TRY IT: Up to and including the line with "was stored yet.", restate the records below word for word, beginning with their first line.

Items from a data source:
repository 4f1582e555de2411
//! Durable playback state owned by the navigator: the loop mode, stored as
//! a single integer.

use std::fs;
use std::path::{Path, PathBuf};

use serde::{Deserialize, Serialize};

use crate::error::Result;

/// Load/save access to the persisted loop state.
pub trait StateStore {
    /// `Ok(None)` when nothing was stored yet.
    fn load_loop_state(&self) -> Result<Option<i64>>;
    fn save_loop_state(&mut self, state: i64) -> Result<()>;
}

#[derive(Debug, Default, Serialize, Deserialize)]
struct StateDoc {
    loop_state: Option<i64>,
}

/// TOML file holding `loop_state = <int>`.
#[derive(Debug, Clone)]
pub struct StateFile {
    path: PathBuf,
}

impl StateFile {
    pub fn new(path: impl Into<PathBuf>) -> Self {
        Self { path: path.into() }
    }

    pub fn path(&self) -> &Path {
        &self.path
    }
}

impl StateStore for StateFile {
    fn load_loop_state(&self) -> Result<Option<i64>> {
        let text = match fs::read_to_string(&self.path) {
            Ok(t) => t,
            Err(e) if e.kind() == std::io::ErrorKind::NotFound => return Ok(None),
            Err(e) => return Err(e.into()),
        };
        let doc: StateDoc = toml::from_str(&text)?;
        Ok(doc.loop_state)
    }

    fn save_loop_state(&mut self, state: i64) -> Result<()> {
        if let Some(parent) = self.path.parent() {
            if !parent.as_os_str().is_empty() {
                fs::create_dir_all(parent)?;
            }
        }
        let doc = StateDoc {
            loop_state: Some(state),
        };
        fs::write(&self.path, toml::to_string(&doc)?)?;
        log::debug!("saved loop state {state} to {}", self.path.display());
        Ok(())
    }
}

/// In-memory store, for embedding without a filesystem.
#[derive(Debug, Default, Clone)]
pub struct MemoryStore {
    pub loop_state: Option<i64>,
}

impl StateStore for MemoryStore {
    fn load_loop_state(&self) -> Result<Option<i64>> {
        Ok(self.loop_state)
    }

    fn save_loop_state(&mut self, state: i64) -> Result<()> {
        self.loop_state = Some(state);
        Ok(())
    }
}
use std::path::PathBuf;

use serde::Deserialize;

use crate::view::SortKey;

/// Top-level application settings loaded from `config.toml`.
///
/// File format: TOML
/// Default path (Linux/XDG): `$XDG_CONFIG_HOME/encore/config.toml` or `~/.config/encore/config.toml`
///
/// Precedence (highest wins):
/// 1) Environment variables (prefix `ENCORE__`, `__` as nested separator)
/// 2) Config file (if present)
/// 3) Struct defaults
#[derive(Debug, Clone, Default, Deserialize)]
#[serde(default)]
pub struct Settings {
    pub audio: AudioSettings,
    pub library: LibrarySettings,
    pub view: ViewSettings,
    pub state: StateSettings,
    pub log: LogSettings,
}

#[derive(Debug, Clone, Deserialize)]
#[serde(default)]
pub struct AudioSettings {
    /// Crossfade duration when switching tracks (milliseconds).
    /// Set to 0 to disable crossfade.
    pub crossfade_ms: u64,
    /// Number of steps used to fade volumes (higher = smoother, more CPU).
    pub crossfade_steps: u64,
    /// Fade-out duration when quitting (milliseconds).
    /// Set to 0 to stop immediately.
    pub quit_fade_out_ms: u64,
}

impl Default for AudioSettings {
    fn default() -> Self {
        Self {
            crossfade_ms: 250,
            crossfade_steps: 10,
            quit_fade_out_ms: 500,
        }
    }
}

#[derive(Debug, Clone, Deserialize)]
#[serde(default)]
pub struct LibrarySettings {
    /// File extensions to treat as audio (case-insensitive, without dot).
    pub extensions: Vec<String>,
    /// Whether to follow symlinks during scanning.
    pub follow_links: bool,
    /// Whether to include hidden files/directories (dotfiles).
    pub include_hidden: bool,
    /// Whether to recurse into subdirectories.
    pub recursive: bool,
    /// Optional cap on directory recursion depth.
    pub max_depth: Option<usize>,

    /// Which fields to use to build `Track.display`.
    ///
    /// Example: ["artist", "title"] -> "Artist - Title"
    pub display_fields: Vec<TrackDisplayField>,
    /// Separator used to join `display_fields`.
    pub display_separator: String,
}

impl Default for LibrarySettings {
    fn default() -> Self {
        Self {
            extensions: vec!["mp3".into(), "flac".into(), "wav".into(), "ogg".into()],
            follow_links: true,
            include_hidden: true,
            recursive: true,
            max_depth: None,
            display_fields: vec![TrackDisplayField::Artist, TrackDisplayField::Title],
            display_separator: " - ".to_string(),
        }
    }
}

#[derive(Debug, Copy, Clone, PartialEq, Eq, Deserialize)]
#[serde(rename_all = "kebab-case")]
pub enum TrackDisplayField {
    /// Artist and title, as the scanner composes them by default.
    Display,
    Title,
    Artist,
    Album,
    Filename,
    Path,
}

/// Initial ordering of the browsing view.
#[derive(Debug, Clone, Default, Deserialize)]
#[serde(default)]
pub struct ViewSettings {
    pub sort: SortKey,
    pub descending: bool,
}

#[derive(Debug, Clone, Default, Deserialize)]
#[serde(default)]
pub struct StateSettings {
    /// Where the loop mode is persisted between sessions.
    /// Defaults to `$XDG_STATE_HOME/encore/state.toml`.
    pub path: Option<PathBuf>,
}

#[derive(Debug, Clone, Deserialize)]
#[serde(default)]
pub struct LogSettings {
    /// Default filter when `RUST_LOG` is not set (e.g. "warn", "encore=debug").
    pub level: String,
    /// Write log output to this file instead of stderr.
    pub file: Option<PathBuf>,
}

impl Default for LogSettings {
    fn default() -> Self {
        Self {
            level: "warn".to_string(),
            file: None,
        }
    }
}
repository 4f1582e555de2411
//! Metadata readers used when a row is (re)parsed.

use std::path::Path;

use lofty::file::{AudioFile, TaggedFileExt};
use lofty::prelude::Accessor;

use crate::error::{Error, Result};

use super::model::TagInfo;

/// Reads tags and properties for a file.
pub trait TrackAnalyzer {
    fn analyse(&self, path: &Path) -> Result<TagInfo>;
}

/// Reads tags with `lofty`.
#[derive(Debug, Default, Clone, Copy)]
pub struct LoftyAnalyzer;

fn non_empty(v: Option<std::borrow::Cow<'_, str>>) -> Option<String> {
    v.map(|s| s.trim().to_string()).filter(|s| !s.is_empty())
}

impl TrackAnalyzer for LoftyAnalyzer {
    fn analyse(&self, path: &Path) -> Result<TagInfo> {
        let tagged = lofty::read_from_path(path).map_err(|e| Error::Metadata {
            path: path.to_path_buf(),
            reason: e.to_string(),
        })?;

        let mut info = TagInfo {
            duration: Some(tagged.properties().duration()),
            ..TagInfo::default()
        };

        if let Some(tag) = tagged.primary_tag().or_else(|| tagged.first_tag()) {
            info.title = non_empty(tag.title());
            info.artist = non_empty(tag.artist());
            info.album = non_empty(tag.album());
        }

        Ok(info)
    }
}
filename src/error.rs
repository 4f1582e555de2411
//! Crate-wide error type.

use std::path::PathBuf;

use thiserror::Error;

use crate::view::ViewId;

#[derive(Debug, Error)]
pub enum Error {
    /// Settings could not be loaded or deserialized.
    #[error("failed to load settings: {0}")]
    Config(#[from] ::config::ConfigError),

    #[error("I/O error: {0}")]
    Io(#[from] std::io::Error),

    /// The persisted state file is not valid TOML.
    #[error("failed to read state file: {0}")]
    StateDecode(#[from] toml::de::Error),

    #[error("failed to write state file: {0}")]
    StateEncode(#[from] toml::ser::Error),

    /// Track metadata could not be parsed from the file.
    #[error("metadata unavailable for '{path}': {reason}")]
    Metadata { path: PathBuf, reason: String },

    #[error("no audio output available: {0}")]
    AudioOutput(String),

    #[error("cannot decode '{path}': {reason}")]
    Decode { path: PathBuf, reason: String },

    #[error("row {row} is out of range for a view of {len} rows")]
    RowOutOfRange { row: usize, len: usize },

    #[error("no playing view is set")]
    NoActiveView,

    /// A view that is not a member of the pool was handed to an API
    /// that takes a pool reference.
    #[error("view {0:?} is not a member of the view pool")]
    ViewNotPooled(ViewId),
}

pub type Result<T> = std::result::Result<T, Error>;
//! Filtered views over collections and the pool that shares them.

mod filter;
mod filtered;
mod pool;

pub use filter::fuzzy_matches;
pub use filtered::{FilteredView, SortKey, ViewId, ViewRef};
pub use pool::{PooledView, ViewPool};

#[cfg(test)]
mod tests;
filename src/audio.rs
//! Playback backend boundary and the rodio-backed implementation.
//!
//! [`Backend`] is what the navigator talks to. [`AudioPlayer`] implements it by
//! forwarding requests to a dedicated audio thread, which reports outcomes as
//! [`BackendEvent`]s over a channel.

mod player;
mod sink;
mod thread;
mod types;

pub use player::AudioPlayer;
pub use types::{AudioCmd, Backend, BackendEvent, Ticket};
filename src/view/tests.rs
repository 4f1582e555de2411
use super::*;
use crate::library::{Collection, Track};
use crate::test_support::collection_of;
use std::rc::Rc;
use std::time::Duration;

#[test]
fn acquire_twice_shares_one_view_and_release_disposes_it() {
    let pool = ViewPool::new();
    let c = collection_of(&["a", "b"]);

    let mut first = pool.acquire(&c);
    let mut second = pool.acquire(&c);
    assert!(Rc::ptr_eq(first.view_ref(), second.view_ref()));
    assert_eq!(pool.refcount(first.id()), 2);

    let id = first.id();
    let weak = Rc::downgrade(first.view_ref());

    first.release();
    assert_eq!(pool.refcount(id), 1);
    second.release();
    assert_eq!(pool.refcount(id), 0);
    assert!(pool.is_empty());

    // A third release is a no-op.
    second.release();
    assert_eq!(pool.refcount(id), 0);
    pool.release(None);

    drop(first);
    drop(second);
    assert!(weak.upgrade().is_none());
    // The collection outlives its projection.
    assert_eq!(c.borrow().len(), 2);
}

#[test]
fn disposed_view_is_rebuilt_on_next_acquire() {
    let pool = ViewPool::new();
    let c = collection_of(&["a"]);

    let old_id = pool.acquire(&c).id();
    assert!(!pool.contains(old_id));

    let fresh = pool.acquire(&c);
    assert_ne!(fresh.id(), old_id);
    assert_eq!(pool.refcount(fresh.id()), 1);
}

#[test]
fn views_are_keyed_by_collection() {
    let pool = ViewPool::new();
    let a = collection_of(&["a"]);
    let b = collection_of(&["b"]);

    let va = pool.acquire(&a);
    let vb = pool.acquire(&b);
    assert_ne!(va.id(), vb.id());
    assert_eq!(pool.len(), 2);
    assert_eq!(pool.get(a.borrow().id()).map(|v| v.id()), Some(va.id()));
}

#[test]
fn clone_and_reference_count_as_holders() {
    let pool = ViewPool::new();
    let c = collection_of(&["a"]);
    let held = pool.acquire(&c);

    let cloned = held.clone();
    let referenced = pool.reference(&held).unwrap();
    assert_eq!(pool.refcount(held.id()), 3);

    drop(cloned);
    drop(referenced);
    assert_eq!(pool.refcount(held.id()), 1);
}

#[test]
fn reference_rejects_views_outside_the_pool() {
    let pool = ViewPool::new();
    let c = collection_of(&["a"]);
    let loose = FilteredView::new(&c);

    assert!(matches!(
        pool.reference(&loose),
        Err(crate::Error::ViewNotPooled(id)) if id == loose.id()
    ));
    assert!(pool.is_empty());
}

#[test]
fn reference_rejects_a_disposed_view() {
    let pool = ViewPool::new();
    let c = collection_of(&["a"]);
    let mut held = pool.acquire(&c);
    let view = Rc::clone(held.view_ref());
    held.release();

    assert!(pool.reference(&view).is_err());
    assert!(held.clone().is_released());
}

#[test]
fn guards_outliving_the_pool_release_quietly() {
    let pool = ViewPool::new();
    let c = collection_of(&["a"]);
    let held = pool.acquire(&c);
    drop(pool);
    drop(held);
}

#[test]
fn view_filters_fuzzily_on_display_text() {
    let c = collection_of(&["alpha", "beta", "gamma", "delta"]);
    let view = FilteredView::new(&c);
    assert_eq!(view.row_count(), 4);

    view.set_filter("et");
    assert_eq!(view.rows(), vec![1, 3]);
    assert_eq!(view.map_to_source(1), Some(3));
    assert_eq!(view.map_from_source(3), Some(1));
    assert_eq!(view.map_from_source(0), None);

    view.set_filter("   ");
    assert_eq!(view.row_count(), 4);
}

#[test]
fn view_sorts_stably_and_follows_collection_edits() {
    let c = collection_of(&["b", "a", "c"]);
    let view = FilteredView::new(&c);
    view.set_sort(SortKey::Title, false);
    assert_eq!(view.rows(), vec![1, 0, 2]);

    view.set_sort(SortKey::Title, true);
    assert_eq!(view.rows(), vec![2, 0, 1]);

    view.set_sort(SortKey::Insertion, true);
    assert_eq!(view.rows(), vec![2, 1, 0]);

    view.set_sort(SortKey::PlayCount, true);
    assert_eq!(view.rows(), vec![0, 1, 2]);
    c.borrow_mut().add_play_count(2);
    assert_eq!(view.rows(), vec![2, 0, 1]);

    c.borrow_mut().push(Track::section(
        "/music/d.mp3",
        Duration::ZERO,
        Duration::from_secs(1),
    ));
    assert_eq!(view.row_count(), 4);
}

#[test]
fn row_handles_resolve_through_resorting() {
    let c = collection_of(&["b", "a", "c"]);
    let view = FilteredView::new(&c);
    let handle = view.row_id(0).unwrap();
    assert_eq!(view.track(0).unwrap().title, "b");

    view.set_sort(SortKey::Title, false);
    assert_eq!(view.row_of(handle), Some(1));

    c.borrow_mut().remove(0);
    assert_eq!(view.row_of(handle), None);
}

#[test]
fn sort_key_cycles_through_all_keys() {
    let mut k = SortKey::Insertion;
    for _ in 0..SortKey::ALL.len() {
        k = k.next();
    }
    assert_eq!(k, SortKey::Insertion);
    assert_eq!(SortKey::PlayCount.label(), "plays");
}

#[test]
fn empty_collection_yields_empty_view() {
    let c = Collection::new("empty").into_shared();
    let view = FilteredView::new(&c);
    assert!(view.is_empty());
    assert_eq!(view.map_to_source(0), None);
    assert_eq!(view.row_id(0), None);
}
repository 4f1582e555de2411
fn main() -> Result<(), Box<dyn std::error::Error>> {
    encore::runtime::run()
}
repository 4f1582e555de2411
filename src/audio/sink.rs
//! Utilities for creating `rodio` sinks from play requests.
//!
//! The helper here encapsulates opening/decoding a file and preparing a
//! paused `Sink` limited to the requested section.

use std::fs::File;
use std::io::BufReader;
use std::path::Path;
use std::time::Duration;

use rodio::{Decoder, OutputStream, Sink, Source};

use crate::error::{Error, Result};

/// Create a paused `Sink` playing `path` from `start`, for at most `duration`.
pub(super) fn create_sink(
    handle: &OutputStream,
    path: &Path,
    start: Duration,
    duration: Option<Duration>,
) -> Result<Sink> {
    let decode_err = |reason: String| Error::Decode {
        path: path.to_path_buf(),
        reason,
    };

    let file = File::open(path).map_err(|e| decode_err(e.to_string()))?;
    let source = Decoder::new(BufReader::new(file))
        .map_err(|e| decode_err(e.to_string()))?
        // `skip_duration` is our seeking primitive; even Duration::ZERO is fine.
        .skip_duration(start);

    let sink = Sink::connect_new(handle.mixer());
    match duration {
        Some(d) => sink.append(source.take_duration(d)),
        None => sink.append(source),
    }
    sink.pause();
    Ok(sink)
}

EXERCISE SOLUTION:
repository 4f1582e555de2411
//! Durable playback state owned by the navigator: the loop mode, stored as
//! a single integer.

use std::fs;
use std::path::{Path, PathBuf};

use serde::{Deserialize, Serialize};

use crate::error::Result;

/// Load/save access to the persisted loop state.
pub trait StateStore {
    /// `Ok(None)` when nothing was stored yet.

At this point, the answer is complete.